Calculate Application Performance Index (APDEX) scores with satisfaction thresholds. Part of the DevTools Surf developer suite. Browse more tools in the Developer Utilities collection.
Use Cases
Track user satisfaction across API endpoints after a performance regression
Set SLO targets in terms of Apdex score rather than raw latency percentiles
Compare performance of microservices using a single normalized metric
Report performance to non-technical stakeholders using a 0-1 score
Tips
Set T (the satisfied threshold) to your 95th percentile response time target, not the average — Apdex rewards fast performance, not just acceptable
Input raw response time samples; the tool bins them into satisfied (<T), tolerating (T-4T), and frustrated (>4T) buckets automatically
Compare Apdex scores before and after deployments to quantify user experience impact objectively
Fun Facts
APDEX (Application Performance Index) was defined by an industry consortium in 2007. The formula is (Satisfied + 0.5 * Tolerating) / Total — producing a score from 0 to 1.
An Apdex score of 0.94 is considered 'excellent'. Scores below 0.85 indicate users are noticeably experiencing degraded performance and churn risk increases.
Apdex was designed partly because raw latency averages are misleading: a system where 95% of requests take 100ms and 5% take 10 seconds has a good average but terrible user experience.
FAQ
What T value should I use?
T is application-specific. A common starting point is 500ms for web pages and 100ms for API calls.

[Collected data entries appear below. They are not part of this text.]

//! The country catalog shared by every mode.

use std::fmt;

use im::Vector;
use log::{debug, info, warn};
use rustc_hash::FxHashSet;
use tokio::sync::OnceCell;

use crate::core::{Country, FallbackPolicy, GameRng, LoadPolicy, QuizError, Region, SourceError};

use super::builtin;
use super::cache::JsonCache;
use super::source::CountrySource;

/// Loaded-once, read-only list of countries.
///
/// `load` is idempotent and atomic: either the full list is installed or
/// nothing is and a later `load` retries. After a successful load the list
/// never changes, so modes hold the catalog behind an `Arc` and read it
/// freely.
pub struct CountryCatalog {
    sources: Vec<Box<dyn CountrySource>>,
    cache: Option<JsonCache>,
    policy: LoadPolicy,
    countries: OnceCell<Vector<Country>>,
}

impl CountryCatalog {
    /// Create an unloaded catalog with no sources.
    pub fn new(policy: LoadPolicy) -> Self {
        Self {
            sources: Vec::new(),
            cache: None,
            policy,
            countries: OnceCell::new(),
        }
    }

    /// Create a catalog that is already loaded with `countries`.
    ///
    /// Duplicate names are dropped, first one wins. An empty list leaves the
    /// catalog unloaded.
    pub fn from_countries(countries: Vec<Country>) -> Self {
        let loaded = (!countries.is_empty()).then(|| dedupe(countries));
        Self {
            sources: Vec::new(),
            cache: None,
            policy: LoadPolicy::strict(),
            countries: OnceCell::new_with(loaded),
        }
    }

    /// Create a catalog preloaded with the built-in offline dataset.
    pub fn offline() -> Self {
        Self::from_countries(builtin::countries())
    }

    /// Append a source to the load chain (builder pattern).
    #[must_use]
    pub fn with_source(mut self, source: impl CountrySource + 'static) -> Self {
        self.sources.push(Box::new(source));
        self
    }

    /// Consult and refresh a JSON cache (builder pattern).
    #[must_use]
    pub fn with_cache(mut self, cache: JsonCache) -> Self {
        self.cache = Some(cache);
        self
    }

    /// Load the country list if it is not loaded yet.
    ///
    /// Order: fresh cache, then each source, then the built-in dataset if
    /// the policy allows it. A list fetched from a source is written back to
    /// the cache.
    pub async fn load(&self) -> Result<(), QuizError> {
        self.countries.get_or_try_init(|| self.fetch_chain()).await?;
        Ok(())
    }

    async fn fetch_chain(&self) -> Result<Vector<Country>, QuizError> {
        let mut failures: Vec<(String, SourceError)> = Vec::new();

        if let Some(cache) = &self.cache {
            match cache.read(self.policy.cache_ttl).await {
                Ok(countries) => {
                    info!("Loaded {} countries from cache {}", countries.len(), cache.path().display());
                    return Ok(dedupe(countries));
                }
                Err(e) => {
                    debug!("Cache {} unusable: {}", cache.path().display(), e);
                    failures.push(("cache".to_string(), e));
                }
            }
        }

        for source in &self.sources {
            match source.fetch().await {
                Ok(countries) if !countries.is_empty() => {
                    info!("Loaded {} countries from {}", countries.len(), source.name());
                    if let Some(cache) = &self.cache {
                        if let Err(e) = cache.write(&countries).await {
                            warn!("Failed to cache countries: {}", e);
                        }
                    }
                    return Ok(dedupe(countries));
                }
                Ok(_) => {
                    warn!("Source {} returned no countries", source.name());
                    failures.push((source.name().to_string(), SourceError::Empty));
                }
                Err(e) => {
                    warn!("Source {} failed: {}", source.name(), e);
                    failures.push((source.name().to_string(), e));
                }
            }
        }

        match self.policy.fallback {
            FallbackPolicy::Builtin => {
                info!("Using built-in countries after {} failed source(s)", failures.len());
                Ok(dedupe(builtin::countries()))
            }
            FallbackPolicy::Fail => Err(QuizError::LoadFailure { failures }),
        }
    }

    /// Loaded and non-empty.
    #[must_use]
    pub fn is_ready(&self) -> bool {
        self.countries.get().is_some_and(|c| !c.is_empty())
    }

    /// Every country, in load order.
    pub fn all(&self) -> Result<&Vector<Country>, QuizError> {
        self.countries
            .get()
            .filter(|c| !c.is_empty())
            .ok_or(QuizError::NotReady)
    }

    /// Number of countries (0 while unloaded).
    #[must_use]
    pub fn size(&self) -> usize {
        self.countries.get().map_or(0, Vector::len)
    }

    /// Look a country up by exact name.
    #[must_use]
    pub fn get(&self, name: &str) -> Option<&Country> {
        self.countries.get()?.iter().find(|c| c.name == name)
    }

    /// Uniformly random country.
    pub fn sample_one(&self, rng: &mut GameRng) -> Result<&Country, QuizError> {
        let countries = self.all()?;
        Ok(&countries[rng.gen_index(countries.len())])
    }

    /// Up to `k` distinct countries other than `exclude_name`.
    ///
    /// Shuffle-then-take over the eligible countries: uniform per call.
    pub fn sample_excluding(
        &self,
        rng: &mut GameRng,
        k: usize,
        exclude_name: &str,
    ) -> Result<Vec<&Country>, QuizError> {
        let eligible: Vec<&Country> = self.all()?.iter().filter(|c| c.name != exclude_name).collect();
        Ok(rng.sample(eligible, k))
    }

    /// Countries of one region, in load order. Empty while unloaded.
    #[must_use]
    pub fn in_region(&self, region: Region) -> Vec<&Country> {
        self.countries
            .get()
            .map(|all| all.iter().filter(|c| c.region == Some(region)).collect())
            .unwrap_or_default()
    }

    /// Countries that have a capital, in load order. Empty while unloaded.
    #[must_use]
    pub fn with_capitals(&self) -> Vec<&Country> {
        self.countries
            .get()
            .map(|all| all.iter().filter(|c| c.capital().is_some()).collect())
            .unwrap_or_default()
    }
}

impl fmt::Debug for CountryCatalog {
    fn fmt(&self, f: &mut fmt::Formatter<'_>) -> fmt::Result {
        let sources: Vec<&str> = self.sources.iter().map(|s| s.name()).collect();
        f.debug_struct("CountryCatalog")
            .field("sources", &sources)
            .field("cache", &self.cache)
            .field("policy", &self.policy)
            .field("size", &self.size())
            .finish()
    }
}

fn dedupe(countries: Vec<Country>) -> Vector<Country> {
    let mut seen = FxHashSet::default();
    let mut unique = Vector::new();
    for country in countries {
        if seen.insert(country.name.clone()) {
            unique.push_back(country);
        } else {
            warn!("Dropping duplicate country {}", country.name);
        }
    }
    unique
}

Set T based on user research or your SLA targets, not industry averages.
Is Apdex better than p95 latency?
They answer different questions. p95 tells you the worst-case experience for the 95th percentile user. Apdex summarizes the distribution of experiences across all users into a single satisfaction score. Use both.
What Apdex score is acceptable?
0.94+ is excellent; 0.85-0.93 is good; 0.70-0.84 is fair (users notice); below 0.70 is poor — at this level, performance is likely causing measurable abandonment.